*WHAT YOU ARE ASKED TO DO*
Among the lines of the material, copy those that hold the string "discovery".

*DATA SUPPLIED*
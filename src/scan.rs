//! Entity discovery and metadata merging.
//!
//! Turns directories of photographs into manifest entities. Works in two
//! phases so each can be tested on its own:
//!
//! 1. **Discover** ([`discover_entity_dirs`], [`discover_photos`]): read-only.
//!    Lists a root, resolves every stem to its variants, loads the optional
//!    sidecar. Produces [`Candidate`]s.
//! 2. **Merge** ([`merge_spot`], [`merge_food`], [`spot_from_photo`]): pure.
//!    Applies sidecar overrides, image ordering and cover promotion, fills in
//!    defaults, drops entities left without photos.
//!
//! ## Directory Structure
//!
//! ```text
//! images/Toya/                     # Location root
//! ├── lake_view/                   # Entity directory → one spot
//! │   ├── info.json                # Sidecar (optional)
//! │   ├── dawn.jpg
//! │   ├── dawn-800.webp
//! │   └── dusk.jpg
//! ├── onsen/
//! │   └── bath.jpg
//! ├── empty/                       # No images → dropped
//! └── blue-pond.jpg                # Stray image → its own spot
//! ```
//!
//! ## Ordering
//!
//! - Photos inside an entity: stem order. A sidecar `images` list selects
//!   the listed files that exist, in listed order, and drops the rest. Then
//!   sidecar `cover` moves to the front.
//! - Spots: by `order` then `nameZh` when any spot declares `order`;
//!   otherwise by `nameZh` alone.
//! - Food items: by `title`.
//!
//! Every sort breaks remaining ties on `id`, and ids are made unique per
//! collection by [`dedupe_ids`], so repeated runs produce identical output.

use crate::config::ManifestConfig;
use crate::metadata::{Sidecar, load_sidecar, resolve};
use crate::naming::{slugify, titleize};
use crate::source::DirSource;
use crate::types::{FoodItem, Photo, Photos, Spot};
use crate::variants::{canonical_stem, collect_variants, discover_stems, web_join};
use rayon::prelude::*;
use serde_json::{Number, Value};
use std::collections::{BTreeMap, BTreeSet};
use std::io;
use std::path::{Path, PathBuf};
use thiserror::Error;
use tracing::debug;

#[derive(Error, Debug)]
pub enum ScanError {
    #[error("IO error reading {path}: {source}")]
    Io {
        path: PathBuf,
        #[source]
        source: io::Error,
    },
}

impl ScanError {
    fn io(path: &Path) -> impl FnOnce(io::Error) -> ScanError + '_ {
        move |source| ScanError::Io {
            path: path.to_path_buf(),
            source,
        }
    }
}

/// Rating given to food items whose sidecar does not set one.
pub const DEFAULT_FOOD_RATING: u64 = 2;

/// Id given to entities whose name slugifies to nothing.
const FALLBACK_ID: &str = "item";

/// Sidecar keys that would collide with generated fields.
const RESERVED_KEYS: &[&str] = &["images", "imagesMeta"];

/// A discovered entity before metadata is merged.
#[derive(Debug, Clone, PartialEq)]
pub struct Candidate {
    /// Directory name on disk.
    pub name: String,
    /// URL base of the entity directory.
    pub web_base: String,
    /// Photos in stem order.
    pub photos: Vec<Photo>,
    pub sidecar: Option<Sidecar>,
}

// ============================================================================
// Phase 1: discovery
// ============================================================================

/// Resolve every stem directly inside `dir` to a [`Photo`], in stem order.
pub fn discover_photos(
    source: &dyn DirSource,
    dir: &Path,
    web_base: &str,
    config: &ManifestConfig,
) -> Result<Vec<Photo>, ScanError> {
    let stems = discover_stems(source, dir, config).map_err(ScanError::io(dir))?;
    Ok(stems
        .into_iter()
        .map(|stem| {
            let meta = collect_variants(source, dir, web_base, &stem, config);
            Photo { stem, meta }
        })
        .collect())
}

/// Discover one [`Candidate`] per immediate subdirectory of `root`.
///
/// Hidden directories are skipped. Directories are scanned in parallel; the
/// result keeps directory-name order.
pub fn discover_entity_dirs(
    source: &dyn DirSource,
    root: &Path,
    web_base: &str,
    config: &ManifestConfig,
) -> Result<Vec<Candidate>, ScanError> {
    let dirs: Vec<String> = source
        .entries(root)
        .map_err(ScanError::io(root))?
        .into_iter()
        .filter(|e| e.is_dir() && !e.name.starts_with('.'))
        .map(|e| e.name)
        .collect();

    dirs.into_par_iter()
        .map(|name| -> Result<Candidate, ScanError> {
            let dir = root.join(&name);
            let entity_base = web_join(web_base, &name);
            let photos = discover_photos(source, &dir, &entity_base, config)?;
            let sidecar = load_sidecar(source, &dir.join(&config.sidecar));
            Ok(Candidate {
                name,
                web_base: entity_base,
                photos,
                sidecar,
            })
        })
        .collect()
}

// ============================================================================
// Phase 2: merge
// ============================================================================

/// Apply sidecar `images` ordering and `cover` promotion.
///
/// A non-empty `images` list selects photos: listed files are matched by URL
/// or canonical stem and kept in listed order. Names with no matching photo
/// are ignored, and photos the list does not name are dropped. The cover is
/// promoted only if it survived the selection.
pub fn arrange_photos(mut photos: Vec<Photo>, sidecar: &Sidecar, web_base: &str) -> Vec<Photo> {
    if let Some(listed) = sidecar.images.as_ref().filter(|l| !l.is_empty()) {
        let mut selected = Vec::with_capacity(listed.len());
        for name in listed {
            if let Some(idx) = find_photo(&photos, name, web_base) {
                selected.push(photos.remove(idx));
            }
        }
        photos = selected;
    }

    if let Some(cover) = sidecar.cover.as_deref()
        && let Some(idx) = find_photo(&photos, cover, web_base)
        && idx > 0
    {
        let photo = photos.remove(idx);
        photos.insert(0, photo);
    }

    photos
}

fn find_photo(photos: &[Photo], filename: &str, web_base: &str) -> Option<usize> {
    let url = web_join(web_base, filename);
    photos.iter().position(|p| p.src() == url).or_else(|| {
        let stem = canonical_stem(filename);
        photos.iter().position(|p| p.stem == stem)
    })
}

/// Merge a discovered spot directory with its sidecar.
///
/// Returns `None` when no photos remain after arranging.
pub fn merge_spot(candidate: Candidate) -> Option<Spot> {
    let sidecar = candidate.sidecar.unwrap_or_default();
    let photos = arrange_photos(candidate.photos, &sidecar, &candidate.web_base);
    if photos.is_empty() {
        debug!(entity = %candidate.web_base, "no images, skipping spot");
        return None;
    }

    let fallback_name = titleize(&candidate.name);
    let name_en =
        resolve(&[sidecar.name_en.as_deref(), Some(fallback_name.as_str())]).unwrap_or_default();
    let name_zh =
        resolve(&[sidecar.name_zh.as_deref(), Some(fallback_name.as_str())]).unwrap_or_default();
    let id = resolve(&[sidecar.id.as_deref()]).unwrap_or_else(|| {
        let basis = resolve(&[
            Some(name_en.as_str()),
            Some(name_zh.as_str()),
            Some(candidate.name.as_str()),
        ]);
        slugify(&basis.unwrap_or_default())
    });

    let Sidecar {
        tags,
        rating,
        blurb,
        order,
        title,
        note,
        details,
        mut extra,
        ..
    } = sidecar;

    // Food-only keys are not recognized on spots
    passthrough(&mut extra, "title", title);
    passthrough(&mut extra, "note", note);
    strip_reserved(&mut extra);

    Some(Spot {
        id,
        name_en,
        name_zh,
        tags: tags.unwrap_or_default(),
        rating,
        blurb: blurb.unwrap_or_default(),
        order,
        photos: Photos(photos),
        details,
        extra,
    })
}

/// Merge a discovered food directory with its sidecar.
///
/// Returns `None` when no photos remain after arranging.
pub fn merge_food(candidate: Candidate) -> Option<FoodItem> {
    let sidecar = candidate.sidecar.unwrap_or_default();
    let photos = arrange_photos(candidate.photos, &sidecar, &candidate.web_base);
    if photos.is_empty() {
        debug!(entity = %candidate.web_base, "no images, skipping food item");
        return None;
    }

    let id = resolve(&[sidecar.id.as_deref()]).unwrap_or_else(|| slugify(&candidate.name));
    let fallback_title = titleize(&candidate.name);
    let title =
        resolve(&[sidecar.title.as_deref(), Some(fallback_title.as_str())]).unwrap_or_default();

    let Sidecar {
        name_en,
        name_zh,
        tags,
        rating,
        blurb,
        note,
        order,
        details,
        mut extra,
        ..
    } = sidecar;

    // Spot-only keys are not recognized on food items
    passthrough(&mut extra, "nameEn", name_en);
    passthrough(&mut extra, "nameZh", name_zh);
    passthrough(&mut extra, "blurb", blurb);
    passthrough(&mut extra, "order", order);
    strip_reserved(&mut extra);

    Some(FoodItem {
        id,
        title,
        note: note.unwrap_or_default(),
        rating: rating.unwrap_or_else(|| Number::from(DEFAULT_FOOD_RATING)),
        tags: tags.unwrap_or_default(),
        photos: Photos(photos),
        details,
        extra,
    })
}

/// A spot for an image placed directly in a location root.
pub fn spot_from_photo(photo: Photo) -> Spot {
    let name = titleize(&photo.stem);
    Spot {
        id: slugify(&name),
        name_en: name.clone(),
        name_zh: name,
        tags: Vec::new(),
        rating: None,
        blurb: String::new(),
        order: None,
        photos: Photos(vec![photo]),
        details: Default::default(),
        extra: BTreeMap::new(),
    }
}

fn passthrough(extra: &mut BTreeMap<String, Value>, key: &str, value: Option<impl Into<Value>>) {
    if let Some(value) = value {
        extra.insert(key.to_string(), value.into());
    }
}

fn strip_reserved(extra: &mut BTreeMap<String, Value>) {
    for key in RESERVED_KEYS {
        extra.remove(*key);
    }
}

// ============================================================================
// Ordering and identity
// ============================================================================

/// Sort spots by explicit `order` (unordered last) then `nameZh`, or by
/// `nameZh` alone when no spot declares an order.
pub fn sort_spots(spots: &mut [Spot]) {
    let any_ordered = spots.iter().any(|s| s.order.is_some());
    let order_key = |spot: &Spot| {
        spot.order
            .as_ref()
            .and_then(Number::as_f64)
            .unwrap_or(f64::INFINITY)
    };
    spots.sort_by(|a, b| {
        let by_order = if any_ordered {
            order_key(a).total_cmp(&order_key(b))
        } else {
            std::cmp::Ordering::Equal
        };
        by_order
            .then_with(|| a.name_zh.cmp(&b.name_zh))
            .then_with(|| a.id.cmp(&b.id))
    });
}

/// Sort food items by title.
pub fn sort_food(items: &mut [FoodItem]) {
    items.sort_by(|a, b| a.title.cmp(&b.title).then_with(|| a.id.cmp(&b.id)));
}

/// Make ids unique within one collection.
///
/// An empty id becomes `item`. The first occurrence of an id keeps it; later
/// ones get `-2`, `-3`, … skipping suffixes that another entity already uses.
pub fn dedupe_ids<'a>(ids: impl IntoIterator<Item = &'a mut String>) {
    let mut ids: Vec<&mut String> = ids.into_iter().collect();
    let taken: BTreeSet<String> = ids.iter().map(|id| id.to_string()).collect();
    let mut used = BTreeSet::new();

    for id in ids.iter_mut() {
        if id.is_empty() {
            **id = FALLBACK_ID.to_string();
        }
        if used.contains(id.as_str()) {
            let mut n = 2;
            let unique = loop {
                let candidate = format!("{id}-{n}");
                if !used.contains(&candidate) && !taken.contains(&candidate) {
                    break candidate;
                }
                n += 1;
            };
            **id = unique;
        }
        used.insert(id.to_string());
    }
}

// ============================================================================
// Collections
// ============================================================================

/// Scan one location root: one spot per entity directory plus one per stray
/// image in the root itself. Sorted and de-duplicated.
pub fn scan_location(
    source: &dyn DirSource,
    root: &Path,
    web_base: &str,
    config: &ManifestConfig,
) -> Result<Vec<Spot>, ScanError> {
    let mut spots: Vec<Spot> = discover_entity_dirs(source, root, web_base, config)?
        .into_iter()
        .filter_map(merge_spot)
        .collect();
    spots.extend(
        discover_photos(source, root, web_base, config)?
            .into_iter()
            .map(spot_from_photo),
    );
    sort_spots(&mut spots);
    dedupe_ids(spots.iter_mut().map(|s| &mut s.id));
    Ok(spots)
}

/// Scan the food root: one item per entity directory. Stray images in the
/// root are ignored.
pub fn scan_food(
    source: &dyn DirSource,
    root: &Path,
    web_base: &str,
    config: &ManifestConfig,
) -> Result<Vec<FoodItem>, ScanError> {
    let mut items: Vec<FoodItem> = discover_entity_dirs(source, root, web_base, config)?
        .into_iter()
        .filter_map(merge_food)
        .collect();
    sort_food(&mut items);
    dedupe_ids(items.iter_mut().map(|f| &mut f.id));
    Ok(items)
}

/// Scan a loose folder: every stem in the root becomes one photo.
/// Subdirectories are ignored.
pub fn scan_loose_folder(
    source: &dyn DirSource,
    root: &Path,
    web_base: &str,
    config: &ManifestConfig,
) -> Result<Photos, ScanError> {
    discover_photos(source, root, web_base, config).map(Photos)
}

*EXERCISE RESPONSE*
//! Entity discovery and metadata merging.
// Phase 1: discovery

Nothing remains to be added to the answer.